Requirement: Copy each entry as it stands, leaving nothing out.

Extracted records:
------------------------------------------------------------

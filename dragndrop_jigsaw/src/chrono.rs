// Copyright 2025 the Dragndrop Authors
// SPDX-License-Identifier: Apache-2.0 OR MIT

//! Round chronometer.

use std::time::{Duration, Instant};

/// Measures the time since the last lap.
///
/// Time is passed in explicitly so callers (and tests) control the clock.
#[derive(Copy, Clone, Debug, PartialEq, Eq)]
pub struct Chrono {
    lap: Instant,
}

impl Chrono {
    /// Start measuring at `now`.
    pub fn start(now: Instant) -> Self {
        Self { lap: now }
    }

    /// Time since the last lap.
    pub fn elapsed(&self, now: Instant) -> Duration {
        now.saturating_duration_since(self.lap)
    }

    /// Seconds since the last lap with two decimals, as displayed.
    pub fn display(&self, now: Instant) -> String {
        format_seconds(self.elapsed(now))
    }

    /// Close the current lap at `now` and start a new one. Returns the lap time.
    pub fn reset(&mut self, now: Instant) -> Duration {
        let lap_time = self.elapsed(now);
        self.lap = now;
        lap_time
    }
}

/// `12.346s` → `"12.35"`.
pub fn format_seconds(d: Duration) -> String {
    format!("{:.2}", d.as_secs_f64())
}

------------------------------------------------------------

Expected answer:
filename dragndrop_jigsaw/src/chrono.rs
// Copyright 2025 the Dragndrop Authors
// SPDX-License-Identifier: Apache-2.0 OR MIT

//! Round chronometer.

use std::time::{Duration, Instant};

/// Measures the time since the last lap.
///
/// Time is passed in explicitly so callers (and tests) control the clock.
#[derive(Copy, Clone, Debug, PartialEq, Eq)]
pub struct Chrono {
    lap: Instant,
}

impl Chrono {
    /// Start measuring at `now`.
    pub fn start(now: Instant) -> Self {
        Self { lap: now }
    }

    /// Time since the last lap.
    pub fn elapsed(&self, now: Instant) -> Duration {
        now.saturating_duration_since(self.lap)
    }

    /// Seconds since the last lap with two decimals, as displayed.
    pub fn display(&self, now: Instant) -> String {
        format_seconds(self.elapsed(now))
    }

    /// Close the current lap at `now` and start a new one. Returns the lap time.
    pub fn reset(&mut self, now: Instant) -> Duration {
        let lap_time = self.elapsed(now);
        self.lap = now;
        lap_time
    }
}

/// `12.346s` → `"12.35"`.
pub fn format_seconds(d: Duration) -> String {
    format!("{:.2}", d.as_secs_f64())
}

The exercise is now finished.